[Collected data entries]
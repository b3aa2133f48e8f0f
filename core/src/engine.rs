use alloc::vec::Vec;
use serde::{Deserialize, Serialize};

use crate::*;

/// Valid transitions:
/// - InProgress -> InProgress
/// - InProgress -> Won
/// - InProgress -> Lost
///
/// `Won` and `Lost` are final, only [`GameSession::restart`] leaves them.
#[derive(Copy, Clone, Debug, PartialEq, Eq, Serialize, Deserialize)]
pub enum EngineState {
    InProgress,
    Won,
    Lost,
}

impl EngineState {
    pub const fn is_finished(self) -> bool {
        matches!(self, Self::Won | Self::Lost)
    }
}

impl Default for EngineState {
    fn default() -> Self {
        Self::InProgress
    }
}

/// One game from the first gesture to a win or a loss.
#[derive(Clone, Debug, PartialEq, Serialize, Deserialize)]
pub struct GameSession {
    config: GameConfig,
    board: Board,
    state: EngineState,
    triggered_mine: Option<Coord2>,
    mines_shown: bool,
}

impl GameSession {
    /// Starts a game on a freshly generated board.
    ///
    /// Fails when `config` leaves no safe cell or has an empty side.
    pub fn new(config: GameConfig, seed: u64) -> Result<Self> {
        Self::with_generator(config, RandomMinefieldGenerator::new(seed))
    }

    pub fn with_generator(config: GameConfig, generator: impl MinefieldGenerator) -> Result<Self> {
        let session = Self::from_layout(generator.generate(config)?);
        log::debug!(
            "New {} game, {}x{} with {} mines",
            Difficulty::from_config(config).name(),
            config.size.0,
            config.size.1,
            config.mines
        );
        Ok(session)
    }

    pub fn from_layout(mine_layout: MineLayout) -> Self {
        Self {
            config: mine_layout.game_config(),
            board: Board::new(mine_layout),
            state: EngineState::default(),
            triggered_mine: None,
            mines_shown: false,
        }
    }

    /// Replaces the whole board with a new one for the same config.
    pub fn restart(&mut self, seed: u64) -> Result<()> {
        *self = Self::new(self.config, seed)?;
        Ok(())
    }

    pub fn state(&self) -> EngineState {
        self.state
    }

    pub fn is_finished(&self) -> bool {
        self.state.is_finished()
    }

    pub fn config(&self) -> GameConfig {
        self.config
    }

    pub fn board(&self) -> &Board {
        &self.board
    }

    pub fn size(&self) -> Coord2 {
        self.board.size()
    }

    pub fn total_mines(&self) -> CellCount {
        self.board.mine_layout().mine_count()
    }

    pub fn flags_placed(&self) -> CellCount {
        self.board.flagged_count()
    }

    /// Mine counter as shown to the player, negative when over-flagged.
    pub fn mines_left(&self) -> isize {
        (self.total_mines() as isize) - (self.flags_placed() as isize)
    }

    pub fn cell_at(&self, coords: Coord2) -> EngineCell {
        self.board.cell_at(coords)
    }

    pub fn view_at(&self, coords: Coord2) -> CellView {
        self.board.view_at(coords)
    }

    pub fn triggered_mine(&self) -> Option<Coord2> {
        self.triggered_mine
    }

    pub fn check_win(&self) -> bool {
        self.board.check_win()
    }

    pub fn reveal(&mut self, coords: Coord2) -> RevealDelta {
        if self.state.is_finished() {
            log::trace!("Ignoring reveal at {:?}, game is {:?}", coords, self.state);
            return RevealDelta::no_change();
        }

        let delta = self.board.reveal(coords);
        match delta.outcome {
            RevealOutcome::HitMine => {
                log::debug!("Stepped on a mine at {:?}", coords);
                self.triggered_mine = Some(coords);
                self.state = EngineState::Lost;
            }
            RevealOutcome::Won => {
                log::debug!("Game won, last reveal at {:?}", coords);
                self.state = EngineState::Won;
            }
            RevealOutcome::Revealed | RevealOutcome::NoChange => {}
        }
        delta
    }

    pub fn toggle_flag(&mut self, coords: Coord2) -> MarkOutcome {
        if self.state.is_finished() {
            log::trace!("Ignoring flag at {:?}, game is {:?}", coords, self.state);
            return MarkOutcome::NoChange;
        }

        self.board.toggle_flag(coords)
    }

    /// Annotates a lost board, see [`Board::reveal_all_mines`].
    ///
    /// Only the first call after a loss does anything, every other call returns
    /// an empty list.
    pub fn reveal_all_mines(&mut self) -> Vec<AnnotatedCell> {
        if self.state != EngineState::Lost || self.mines_shown {
            return Vec::new();
        }

        self.mines_shown = true;
        let annotated = self.board.reveal_all_mines();
        log::debug!("Showing mines, {} cells annotated", annotated.len());
        annotated
    }

    pub fn snapshot(&self) -> BoardSnapshot {
        BoardSnapshot::from_session(self)
    }
}
use alloc::vec;
use alloc::vec::Vec;
use ndarray::Array2;
use serde::{Deserialize, Serialize};

use crate::*;

/// A cell opened by a reveal, with the number the player should see.
#[derive(Copy, Clone, Debug, PartialEq, Eq, Serialize, Deserialize)]
pub struct RevealedCell {
    pub coords: Coord2,
    pub adjacent_mines: u8,
}

/// Everything a single reveal changed, in the order cells were opened.
///
/// `cells` only lists safe cells. A mine that went off is reported in `mine`
/// instead, and is the only cell a [`RevealOutcome::HitMine`] reveal touches.
#[derive(Clone, Debug, PartialEq, Eq)]
pub struct RevealDelta {
    pub outcome: RevealOutcome,
    pub cells: Vec<RevealedCell>,
    pub mine: Option<Coord2>,
}

impl RevealDelta {
    pub const fn no_change() -> Self {
        Self {
            outcome: RevealOutcome::NoChange,
            cells: Vec::new(),
            mine: None,
        }
    }

    pub const fn has_update(&self) -> bool {
        self.outcome.has_update()
    }
}

/// A cell whose view changed when the mines were shown after a loss.
#[derive(Copy, Clone, Debug, PartialEq, Eq, Serialize, Deserialize)]
pub struct AnnotatedCell {
    pub coords: Coord2,
    pub view: CellView,
}

#[derive(Clone, Debug, PartialEq, Serialize, Deserialize)]
pub struct Board {
    mine_layout: MineLayout,
    cells: Array2<EngineCell>,
    revealed_safe_count: CellCount,
    flagged_count: CellCount,
}

impl Board {
    pub fn new(mine_layout: MineLayout) -> Self {
        let size = mine_layout.size();
        Self {
            mine_layout,
            cells: Array2::default(size.to_nd_index()),
            revealed_safe_count: 0,
            flagged_count: 0,
        }
    }

    pub fn mine_layout(&self) -> &MineLayout {
        &self.mine_layout
    }

    pub fn size(&self) -> Coord2 {
        self.mine_layout.size()
    }

    pub fn in_bounds(&self, coords: Coord2) -> bool {
        self.mine_layout.in_bounds(coords)
    }

    pub fn cell_at(&self, coords: Coord2) -> EngineCell {
        self.cells[coords.to_nd_index()]
    }

    pub fn revealed_safe_count(&self) -> CellCount {
        self.revealed_safe_count
    }

    pub fn flagged_count(&self) -> CellCount {
        self.flagged_count
    }

    pub fn view_at(&self, coords: Coord2) -> CellView {
        match self.cell_at(coords) {
            EngineCell::Hidden => CellView::Hidden,
            EngineCell::Flagged => CellView::Flagged,
            EngineCell::Revealed if self.mine_layout[coords] => CellView::RevealedMine,
            EngineCell::Revealed => {
                CellView::revealed(self.mine_layout.adjacent_mine_count(coords))
            }
            EngineCell::Exploded => CellView::ExplodedMine,
            EngineCell::Misflagged => CellView::MisflaggedMine,
        }
    }

    /// Opens `coords`, flooding outwards through zero cells.
    ///
    /// Out-of-bounds, flagged and already revealed cells are left alone. A mine is
    /// marked revealed and reported as [`RevealOutcome::HitMine`] in
    /// [`RevealDelta::mine`] without touching any other cell. The outcome is [`RevealOutcome::Won`] once every safe cell
    /// is open.
    pub fn reveal(&mut self, coords: Coord2) -> RevealDelta {
        if !self.in_bounds(coords) {
            log::trace!("Ignoring reveal outside the board at {:?}", coords);
            return RevealDelta::no_change();
        }

        if !matches!(self.cell_at(coords), EngineCell::Hidden) {
            log::trace!("Ignoring reveal of {:?} at {:?}", self.cell_at(coords), coords);
            return RevealDelta::no_change();
        }

        if self.mine_layout[coords] {
            self.cells[coords.to_nd_index()] = EngineCell::Revealed;
            return RevealDelta {
                outcome: RevealOutcome::HitMine,
                cells: Vec::new(),
                mine: Some(coords),
            };
        }

        let adjacent_mines = self.open_safe_cell(coords);
        let mut cells = vec![RevealedCell {
            coords,
            adjacent_mines,
        }];

        if adjacent_mines == 0 {
            // cells are marked before they are pushed, so nothing is visited twice
            let mut to_visit = vec![coords];
            while let Some(visit_coords) = to_visit.pop() {
                for neighbor in self.mine_layout.iter_neighbors(visit_coords) {
                    if !matches!(self.cells[neighbor.to_nd_index()], EngineCell::Hidden) {
                        continue;
                    }

                    let neighbor_mines = self.open_safe_cell(neighbor);
                    log::trace!(
                        "Flood opened cell at {:?}, mine count: {}",
                        neighbor,
                        neighbor_mines
                    );
                    cells.push(RevealedCell {
                        coords: neighbor,
                        adjacent_mines: neighbor_mines,
                    });

                    if neighbor_mines == 0 {
                        to_visit.push(neighbor);
                    }
                }
            }
        }

        let outcome = if self.check_win() {
            RevealOutcome::Won
        } else {
            RevealOutcome::Revealed
        };
        RevealDelta {
            outcome,
            cells,
            mine: None,
        }
    }

    fn open_safe_cell(&mut self, coords: Coord2) -> u8 {
        debug_assert!(!self.mine_layout[coords]);
        self.cells[coords.to_nd_index()] = EngineCell::Revealed;
        self.revealed_safe_count += 1;
        self.mine_layout.adjacent_mine_count(coords)
    }

    pub fn toggle_flag(&mut self, coords: Coord2) -> MarkOutcome {
        if !self.in_bounds(coords) {
            log::trace!("Ignoring flag outside the board at {:?}", coords);
            return MarkOutcome::NoChange;
        }

        let cell = &mut self.cells[coords.to_nd_index()];
        match *cell {
            EngineCell::Hidden => {
                *cell = EngineCell::Flagged;
                self.flagged_count += 1;
                MarkOutcome::Flagged
            }
            EngineCell::Flagged => {
                *cell = EngineCell::Hidden;
                self.flagged_count -= 1;
                MarkOutcome::Unflagged
            }
            EngineCell::Revealed | EngineCell::Exploded | EngineCell::Misflagged => {
                MarkOutcome::NoChange
            }
        }
    }

    /// Every safe cell is open; flags play no part.
    pub fn check_win(&self) -> bool {
        self.revealed_safe_count == self.mine_layout.safe_cell_count()
    }

    /// Shows hidden mines and marks wrong flags, returning the cells that changed.
    ///
    /// Flagged mines stay flagged and revealed cells, including a mine that was
    /// stepped on, keep their state.
    pub fn reveal_all_mines(&mut self) -> Vec<AnnotatedCell> {
        let mut annotated = Vec::new();

        for ((row, col), cell) in self.cells.indexed_iter_mut() {
            let coords = (row as Coord, col as Coord);
            let view = match (*cell, self.mine_layout[coords]) {
                (EngineCell::Hidden, true) => {
                    *cell = EngineCell::Exploded;
                    CellView::ExplodedMine
                }
                (EngineCell::Flagged, false) => {
                    *cell = EngineCell::Misflagged;
                    CellView::MisflaggedMine
                }
                _ => continue,
            };
            annotated.push(AnnotatedCell { coords, view });
        }

        annotated
    }
}

#[cfg(test)]
mod tests {
    use super::*;

    fn board(size: Coord2, mines: &[Coord2]) -> Board {
        Board::new(MineLayout::from_mine_coords(size, mines).unwrap())
    }

    fn revealed_coords(delta: &RevealDelta) -> Vec<Coord2> {
        let mut coords: Vec<_> = delta.cells.iter().map(|cell| cell.coords).collect();
        coords.sort();
        coords
    }

    #[test]
    fn flood_fill_stops_at_numbered_border() {
        // mines down column 3 split the board into a zero region on the left
        let mut board = board((4, 6), &[(0, 3), (1, 3), (2, 3), (3, 3)]);

        let delta = board.reveal((0, 0));

        assert_eq!(delta.outcome, RevealOutcome::Revealed);
        let mut expected = Vec::new();
        for row in 0..4 {
            for col in 0..3 {
                expected.push((row, col));
            }
        }
        assert_eq!(revealed_coords(&delta), expected);
        for row in 0..4 {
            assert_eq!(board.view_at((row, 1)), CellView::Empty);
            assert!(matches!(board.view_at((row, 2)), CellView::Count(_)));
            assert_eq!(board.view_at((row, 4)), CellView::Hidden);
        }
        assert_eq!(board.revealed_safe_count(), 12);
    }

    #[test]
    fn delta_reports_counts_in_reveal_order() {
        let mut board = board((1, 4), &[(0, 3)]);

        let delta = board.reveal((0, 0));

        assert_eq!(delta.cells[0], RevealedCell {
            coords: (0, 0),
            adjacent_mines: 0,
        });
        assert_eq!(delta.cells.len(), 3);
        assert!(delta.cells.contains(&RevealedCell {
            coords: (0, 2),
            adjacent_mines: 1,
        }));
        assert_eq!(delta.outcome, RevealOutcome::Won);
    }

    #[test]
    fn numbered_cell_reveals_only_itself() {
        let mut board = board((3, 3), &[(0, 0)]);

        let delta = board.reveal((1, 1));

        assert_eq!(delta.cells, [RevealedCell {
            coords: (1, 1),
            adjacent_mines: 1,
        }]);
        assert_eq!(delta.mine, None);
        assert!(delta.has_update());
        assert_eq!(board.view_at((0, 1)), CellView::Hidden);
    }

    #[test]
    fn flood_fill_skips_flagged_cells() {
        let mut board = board((3, 3), &[(2, 2)]);
        assert_eq!(board.toggle_flag((0, 2)), MarkOutcome::Flagged);

        let delta = board.reveal((0, 0));

        assert_eq!(delta.cells.len(), 7);
        assert_eq!(board.cell_at((0, 2)), EngineCell::Flagged);
        assert_eq!(delta.outcome, RevealOutcome::Revealed);
        assert!(!board.check_win());
    }

    #[test]
    fn reveal_ignores_out_of_bounds_and_flagged_cells() {
        let mut board = board((2, 2), &[(0, 0)]);
        board.toggle_flag((1, 1));

        assert_eq!(board.reveal((2, 0)), RevealDelta::no_change());
        assert_eq!(board.reveal((0, 9)), RevealDelta::no_change());
        assert_eq!(board.reveal((1, 1)), RevealDelta::no_change());
        assert!(!board.reveal((1, 1)).has_update());
        assert_eq!(board.cell_at((1, 1)), EngineCell::Flagged);
        assert_eq!(board.toggle_flag((5, 5)), MarkOutcome::NoChange);
    }

    #[test]
    fn hitting_a_mine_touches_only_that_cell() {
        let mut board = board((2, 2), &[(0, 0), (1, 1)]);

        let delta = board.reveal((0, 0));

        assert_eq!(delta.outcome, RevealOutcome::HitMine);
        assert!(delta.cells.is_empty());
        assert_eq!(delta.mine, Some((0, 0)));
        assert!(delta.has_update());
        assert_eq!(board.view_at((0, 0)), CellView::RevealedMine);
        assert_eq!(board.view_at((1, 1)), CellView::Hidden);
        assert_eq!(board.revealed_safe_count(), 0);
    }

    #[test]
    fn revealed_cells_cannot_be_flagged() {
        let mut board = board((2, 2), &[(0, 0)]);
        board.reveal((1, 1));

        assert_eq!(board.toggle_flag((1, 1)), MarkOutcome::NoChange);
        assert_eq!(board.flagged_count(), 0);
    }

    #[test]
    fn reveal_all_mines_annotates_only_mines_and_wrong_flags() {
        let mut board = board((3, 3), &[(0, 0), (0, 2), (2, 2)]);
        board.toggle_flag((0, 2));
        board.toggle_flag((1, 0));
        board.reveal((1, 1));
        board.reveal((2, 2));

        let mut annotated = board.reveal_all_mines();
        annotated.sort_by_key(|cell| cell.coords);

        assert_eq!(annotated, [
            AnnotatedCell {
                coords: (0, 0),
                view: CellView::ExplodedMine,
            },
            AnnotatedCell {
                coords: (1, 0),
                view: CellView::MisflaggedMine,
            },
        ]);
        assert_eq!(board.view_at((0, 2)), CellView::Flagged);
        assert_eq!(board.view_at((2, 2)), CellView::RevealedMine);
        assert_eq!(board.view_at((1, 1)), CellView::Count(3));
        assert!(board.cell_at((1, 0)).is_flagged());
        assert!(!board.cell_at((1, 0)).is_revealed());
        assert_eq!(board.view_at((2, 0)), CellView::Hidden);
    }

    #[test]
    fn check_win_ignores_flags() {
        let mut board = board((2, 2), &[(0, 0)]);
        board.reveal((0, 1));
        board.reveal((1, 0));
        assert!(!board.check_win());

        assert_eq!(board.reveal((1, 1)).outcome, RevealOutcome::Won);
        assert!(board.check_win());
        assert_eq!(board.view_at((0, 0)), CellView::Hidden);
    }
}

== WHAT THE TASK REQUIRES ==
Starting with the line with "flag outside the" above and going on through the line with "self.flagged_count += 1;", transcribe every line exactly, both ends included, and add nothing.

== WRITTEN ANSWER ==
            log::trace!("Ignoring flag outside the board at {:?}", coords);
            return MarkOutcome::NoChange;
        }

        let cell = &mut self.cells[coords.to_nd_index()];
        match *cell {
            EngineCell::Hidden => {
                *cell = EngineCell::Flagged;
                self.flagged_count += 1;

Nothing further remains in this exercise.